Study limitations and future directions

As with other social media applications, DocCHIRP is subject to network effects, whereby a good or service becomes more valuable as the size of the user pool grows, reaching the required critical mass to sustain productive use. Although communication between clinicians did not easily allow clinicians to consult outside their group, we expect to observe a wide range of potential uses with the implementation of more robust crowd management systems. Our data indicate that clinicians agree that consultation with a crowd of known colleagues can produce high-yield answers. In this case, these individuals have a high likelihood of possessing the knowledge in question and are motivated to respond in a timely fashion. However, it remains to be seen what will happen when users reach out to larger groups, either within or across disciplines, in terms of quality and the timeliness of responses. We anticipate this latter model, where, for example, generalist practitioners seek information from a crowd of trusted yet unknown specialists, has the potential to fetch the most useful information. Yet, while the literature supports the assumption that crowd size is directly proportional to the quality of the responses received, ¹⁹ the outstanding question remains whether clinicians will be motivated to connect by virtue of their affiliation within an institution or ACO, absent an established personal connection. In addition to serving as the vehicles for information delivery, this and other medical crowdsourcing applications will provide a unique window on this novel mode of communication.

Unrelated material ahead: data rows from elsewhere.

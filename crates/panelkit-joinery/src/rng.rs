//! Explicit seeded randomness for piece generation.
//!
//! The generator is a plain value threaded by `&mut` through every decision
//! that needs randomness. Identical seeds always reproduce identical output,
//! which makes generated geometry cacheable and regression-testable.

use serde::{Deserialize, Serialize};

/// Deterministic pseudo-random generator (splitmix64).
#[derive(Debug, Clone, Serialize, Deserialize)]
pub struct SeedRng {
    state: u64,
}

impl SeedRng {
    pub fn new(seed: u64) -> Self {
        Self { state: seed }
    }

    pub fn next_u64(&mut self) -> u64 {
        self.state = self.state.wrapping_add(0x9E37_79B9_7F4A_7C15);
        let mut z = self.state;
        z = (z ^ (z >> 30)).wrapping_mul(0xBF58_476D_1CE4_E5B9);
        z = (z ^ (z >> 27)).wrapping_mul(0x94D0_49BB_1331_11EB);
        z ^ (z >> 31)
    }

    /// Uniform value in `[0, 1)`.
    pub fn next_f64(&mut self) -> f64 {
        (self.next_u64() >> 11) as f64 / (1u64 << 53) as f64
    }

    /// Uniform value in `[min, max)`.
    pub fn uniform(&mut self, min: f64, max: f64) -> f64 {
        min + self.next_f64() * (max - min)
    }

    /// Fair coin flip.
    pub fn chance(&mut self) -> bool {
        self.next_f64() > 0.5
    }
}

#[cfg(test)]
mod tests {
    use super::*;

    #[test]
    fn test_same_seed_same_sequence() {
        let mut a = SeedRng::new(42);
        let mut b = SeedRng::new(42);
        for _ in 0..100 {
            assert_eq!(a.next_u64(), b.next_u64());
        }
    }

    #[test]
    fn test_different_seed_diverges() {
        let mut a = SeedRng::new(1);
        let mut b = SeedRng::new(2);
        let same = (0..16).filter(|_| a.next_u64() == b.next_u64()).count();
        assert_eq!(same, 0);
    }

    #[test]
    fn test_uniform_stays_in_range() {
        let mut rng = SeedRng::new(7);
        for _ in 0..1000 {
            let v = rng.uniform(-2.5, 2.5);
            assert!((-2.5..2.5).contains(&v));
        }
    }
}
//! Demo binary: generate a hinged finger-joint box, nest its panels onto a
//! sheet, and write the layout as an SVG file.

use std::env;
use std::fs;

use anyhow::Context;
use panelkit::{
    generate_box, init_logging, BoxParams, Circle, Part, Polygon, SheetSpec, SvgExporter,
    SvgLabel, SvgLayer, BUILD_DATE, VERSION,
};
use tracing::{info, warn};

fn main() -> anyhow::Result<()> {
    init_logging()?;
    info!("panelkit {} (built {})", VERSION, BUILD_DATE);

    let output = env::args().nth(1).unwrap_or_else(|| "box-layout.svg".to_string());

    let params = BoxParams::default();
    let layout = generate_box(&params);
    for warning in &layout.warnings {
        warn!("{}", warning);
    }

    let sheet = SheetSpec::default();
    let parts: Vec<Part> = layout
        .panels
        .iter()
        .enumerate()
        .map(|(i, panel)| Part::new(format!("{}-{}", panel.role.name(), i), panel.outline.clone()))
        .collect();
    let result = panelkit::nest::nest(&sheet, &parts);
    if !result.overflow.is_empty() {
        warn!(
            overflow = result.overflow.len(),
            "some panels did not fit the sheet"
        );
    }
    info!(
        placed = result.placed.len(),
        utilization = format!("{:.1}%", result.utilization(&sheet) * 100.0),
        "nested panels"
    );

    // Carry holes and labels along with each placement.
    let mut cut = SvgLayer::new("cut", "#000000");
    let mut engrave = SvgLayer::new("engrave", "#cc0000");
    for placed in &result.placed {
        cut.polygons.push(placed.polygon_world.clone());

        let index: usize = placed
            .part_id
            .rsplit('-')
            .next()
            .and_then(|s| s.parse().ok())
            .context("panel part ids carry their index")?;
        let panel = &layout.panels[index];
        let bbox = panel.outline.bbox();
        let dx = placed.x - bbox.min_x;
        let dy = placed.y - bbox.min_y;
        for hole in &panel.holes {
            cut.circles
                .push(Circle::new(hole.cx + dx, hole.cy + dy, hole.r));
        }
        if let Some(label) = &panel.label {
            engrave.labels.push(SvgLabel {
                text: label.text.clone(),
                x: label.x + dx,
                y: label.y + dy,
                size_mm: label.size_mm,
            });
        }
    }
    // Sheet outline for reference.
    cut.polygons
        .push(Polygon::rect(0.0, 0.0, sheet.width_mm, sheet.height_mm));

    let svg = SvgExporter::new().render(&[cut, engrave])?;
    fs::write(&output, svg).with_context(|| format!("writing {}", output))?;
    info!(file = %output, "layout written");
    Ok(())
}
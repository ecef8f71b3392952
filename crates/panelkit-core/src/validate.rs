//! Clamp-and-note parameter validation.
//!
//! Out-of-range numeric input never aborts a generation request. Values are
//! clamped to their documented range and every clamp is recorded as a
//! human-readable note on the result, so the caller can show the correction
//! instead of an error.

use tracing::warn;

/// Clamps a float parameter to `[min, max]`, recording a note when the value
/// had to change. Non-finite input falls back to `min`.
pub fn clamp_param(name: &str, value: f64, min: f64, max: f64, notes: &mut Vec<String>) -> f64 {
    if !value.is_finite() {
        warn!(parameter = name, "non-finite parameter, using minimum");
        notes.push(format!(
            "Parameter '{}' was not a number; using {}",
            name, min
        ));
        return min;
    }
    let clamped = value.clamp(min, max);
    if clamped != value {
        warn!(
            parameter = name,
            value, clamped, "parameter out of range, clamped"
        );
        notes.push(format!(
            "Parameter '{}' clamped from {} to {} (valid: {}..{})",
            name, value, clamped, min, max
        ));
    }
    clamped
}

/// Clamps an integer count parameter to `[min, max]` with the same
/// note-recording contract as [`clamp_param`].
pub fn clamp_count(name: &str, value: u32, min: u32, max: u32, notes: &mut Vec<String>) -> u32 {
    let clamped = value.clamp(min, max);
    if clamped != value {
        warn!(
            parameter = name,
            value, clamped, "count out of range, clamped"
        );
        notes.push(format!(
            "Parameter '{}' clamped from {} to {} (valid: {}..{})",
            name, value, clamped, min, max
        ));
    }
    clamped
}

#[cfg(test)]
mod tests {
    use super::*;

    #[test]
    fn test_in_range_records_nothing() {
        let mut notes = Vec::new();
        let v = clamp_param("thickness", 3.0, 1.0, 20.0, &mut notes);
        assert_eq!(v, 3.0);
        assert!(notes.is_empty());
    }

    #[test]
    fn test_clamp_records_original_and_clamped() {
        let mut notes = Vec::new();
        let v = clamp_param("kerf", 5.0, 0.0, 2.0, &mut notes);
        assert_eq!(v, 2.0);
        assert_eq!(notes.len(), 1);
        assert!(notes[0].contains("kerf"));
        assert!(notes[0].contains('5'));
        assert!(notes[0].contains('2'));
    }

    #[test]
    fn test_nan_falls_back_to_minimum() {
        let mut notes = Vec::new();
        let v = clamp_param("width", f64::NAN, 20.0, 200.0, &mut notes);
        assert_eq!(v, 20.0);
        assert_eq!(notes.len(), 1);
    }

    #[test]
    fn test_clamp_count() {
        let mut notes = Vec::new();
        let v = clamp_count("rows", 50, 2, 20, &mut notes);
        assert_eq!(v, 20);
        assert_eq!(notes.len(), 1);
    }
}
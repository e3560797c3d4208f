// Chat error taxonomy
//
// Errors raised before streaming starts. Anything that goes wrong once the
// response is committed travels inside the stream as `ChatEvent::Error`.

use thiserror::Error;

use crate::instruction::ValidationError;

#[derive(Debug, Error)]
pub enum ChatError {
    /// Body is malformed or violates the request schema
    #[error("{message}")]
    InvalidRequest { message: String },

    /// Referenced portfolio does not exist
    #[error("Portfolio '{key}' not found")]
    NotFound { key: String },

    /// Instruction could not be assembled
    #[error(transparent)]
    Validation(#[from] ValidationError),

    /// The portfolio store failed while resolving records
    #[error("Portfolio store error: {0:#}")]
    Store(anyhow::Error),

    /// Resolution did not finish within the request bound
    #[error("Timed out resolving portfolio after {secs}s")]
    Timeout { secs: u64 },
}

impl ChatError {
    pub fn invalid(message: impl Into<String>) -> Self {
        ChatError::InvalidRequest {
            message: message.into(),
        }
    }

    pub fn store(error: anyhow::Error) -> Self {
        ChatError::Store(error)
    }

    /// Machine-readable error type for response bodies
    pub fn kind(&self) -> &'static str {
        match self {
            ChatError::InvalidRequest { .. } => "invalid_request",
            ChatError::NotFound { .. } => "not_found",
            ChatError::Validation(_) => "validation_error",
            ChatError::Store(_) => "store_error",
            ChatError::Timeout { .. } => "timeout",
        }
    }
}
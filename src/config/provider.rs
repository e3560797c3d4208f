// Provider and store entries
//
// Tagged TOML tables selecting the LLM provider and the portfolio store.

use serde::{Deserialize, Serialize};
use std::path::PathBuf;

fn default_ollama_url() -> String {
    "http://localhost:11434".to_string()
}

/// The LLM provider the assistant streams from.
///
/// Serializes with a `type` tag, e.g.:
/// ```toml
/// [provider]
/// type = "openai"
/// api_key = "sk-..."
/// model = "gpt-4-turbo"
/// ```
#[derive(Debug, Clone, Serialize, Deserialize, PartialEq)]
#[serde(tag = "type", rename_all = "lowercase")]
pub enum ProviderEntry {
    Openai {
        api_key: String,
        #[serde(default, skip_serializing_if = "Option::is_none")]
        model: Option<String>,
        #[serde(default, skip_serializing_if = "Option::is_none")]
        base_url: Option<String>,
    },
    Grok {
        api_key: String,
        #[serde(default, skip_serializing_if = "Option::is_none")]
        model: Option<String>,
    },
    Mistral {
        api_key: String,
        #[serde(default, skip_serializing_if = "Option::is_none")]
        model: Option<String>,
    },
    Groq {
        api_key: String,
        #[serde(default, skip_serializing_if = "Option::is_none")]
        model: Option<String>,
    },
    Ollama {
        #[serde(default = "default_ollama_url")]
        base_url: String,
        model: String,
    },
}

impl ProviderEntry {
    /// Human-readable name for logs.
    pub fn display_name(&self) -> &str {
        match self {
            Self::Openai { .. } => "OpenAI",
            Self::Grok { .. } => "Grok",
            Self::Mistral { .. } => "Mistral",
            Self::Groq { .. } => "Groq",
            Self::Ollama { .. } => "Ollama",
        }
    }

    /// API key for hosted providers; `None` for local ones.
    pub fn api_key(&self) -> Option<&str> {
        match self {
            Self::Openai { api_key, .. }
            | Self::Grok { api_key, .. }
            | Self::Mistral { api_key, .. }
            | Self::Groq { api_key, .. } => Some(api_key),
            Self::Ollama { .. } => None,
        }
    }
}

/// Where portfolio records are read from.
///
/// ```toml
/// [store]
/// type = "instant"
/// app_id = "..."
/// admin_token = "..."
/// ```
#[derive(Debug, Clone, Serialize, Deserialize, PartialEq)]
#[serde(tag = "type", rename_all = "lowercase")]
pub enum StoreEntry {
    /// In-process store, optionally seeded from a TOML file
    Memory {
        #[serde(default, skip_serializing_if = "Option::is_none")]
        seed_path: Option<PathBuf>,
    },
    /// InstantDB app read through the admin API
    Instant {
        app_id: String,
        admin_token: String,
        #[serde(default, skip_serializing_if = "Option::is_none")]
        base_url: Option<String>,
    },
}

impl Default for StoreEntry {
    fn default() -> Self {
        Self::Memory { seed_path: None }
    }
}

#[cfg(test)]
mod tests {
    use super::*;

    #[test]
    fn test_provider_entry_from_toml() {
        let entry: ProviderEntry = toml::from_str(
            r#"
type = "openai"
api_key = "sk-test"
model = "gpt-4o"
"#,
        )
        .unwrap();
        assert_eq!(
            entry,
            ProviderEntry::Openai {
                api_key: "sk-test".to_string(),
                model: Some("gpt-4o".to_string()),
                base_url: None,
            }
        );
        assert_eq!(entry.api_key(), Some("sk-test"));
    }

    #[test]
    fn test_ollama_default_url() {
        let entry: ProviderEntry = toml::from_str("type = \"ollama\"\nmodel = \"llama3.1\"").unwrap();
        match entry {
            ProviderEntry::Ollama { base_url, .. } => {
                assert_eq!(base_url, "http://localhost:11434")
            }
            other => panic!("unexpected entry: {:?}", other),
        }
    }

    #[test]
    fn test_store_entry_instant() {
        let entry: StoreEntry = toml::from_str(
            r#"
type = "instant"
app_id = "app-1"
admin_token = "tok"
"#,
        )
        .unwrap();
        assert!(matches!(entry, StoreEntry::Instant { ref app_id, .. } if app_id == "app-1"));
    }
}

Despite having an 85 percent response rate, the total number of providers in our post-trial sample was relatively small (n = 72). Thus, we may not have been able to fully appreciate differences between user and non-user impressions. Furthermore, our use of a convenience sample from a subset of available clinical departments limits the generalizability of our findings across the full range of clinical practice sites and HCP profiles. Although we found “users” were more likely than “non-users” to engage colleagues in face-to-face discussions, it is possible that “users” are more consultative or collaborative in nature than the “non-users” group independent of any technological intervention. There were also limitations to the program design that prevented us from studying several important aspects of human–computer interactions. Chief among these was not capturing the location of the clinical encounter and timing of the response with respect to this event. Since having access to a provider network with sufficient depth and variety of experience will be essential to support continued use and growth, we believe that providing flexible options that allow HCPs to create and manage their networks will be crucial to the success of crowdsourcing in this domain. Finally, while there is value in assessing provider perception, future studies will be needed to establish whether implementation of real-time crowdsourcing systems like DocCHIRP will in fact benefit key metrics including diagnostic accuracy, the quality of care delivered, provider efficiency, the cost of services provided, or patient outcomes.